Your objective: Give every line below again, exactly as it appears.

Data section section start

//! JSON-RPC client runtime for language/analysis servers.
//!
//! A [`Connection`] owns one session: the transport (child process or TCP
//! socket), the framing codec, request/response correlation, a background
//! listener for server-pushed notifications, and the diagnostics cache those
//! notifications feed.

pub mod codec;
pub mod error;
pub mod lifecycle;
pub mod protocol;
pub mod transport;
pub mod types;

mod connection;
pub(crate) mod diagnostics;
pub(crate) mod listener;
pub(crate) mod session;

pub use codec::{Frame, FrameError, FrameErrorKind, FrameReader, FrameWriter};
pub use connection::Connection;
pub use error::{ClientError, ConnectionError};
pub use lifecycle::{LifecycleState, TransitionError};
pub use protocol::{Response, WorkspaceInfo, methods};
pub use transport::{Transport, TransportHandle};
pub use types::{
    Diagnostic, DiagnosticSeverity, DiagnosticsSnapshot, MessageType, ServerEvent,
};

Data section section end

Exercise solution:
//! JSON-RPC client runtime for language/analysis servers.
//!
//! A [`Connection`] owns one session: the transport (child process or TCP
//! socket), the framing codec, request/response correlation, a background
//! listener for server-pushed notifications, and the diagnostics cache those
//! notifications feed.

pub mod codec;
pub mod error;
pub mod lifecycle;
pub mod protocol;
pub mod transport;
pub mod types;

mod connection;
pub(crate) mod diagnostics;
pub(crate) mod listener;
pub(crate) mod session;

pub use codec::{Frame, FrameError, FrameErrorKind, FrameReader, FrameWriter};
pub use connection::Connection;
pub use error::{ClientError, ConnectionError};
pub use lifecycle::{LifecycleState, TransitionError};
pub use protocol::{Response, WorkspaceInfo, methods};
pub use transport::{Transport, TransportHandle};
pub use types::{
    Diagnostic, DiagnosticSeverity, DiagnosticsSnapshot, MessageType, ServerEvent,
};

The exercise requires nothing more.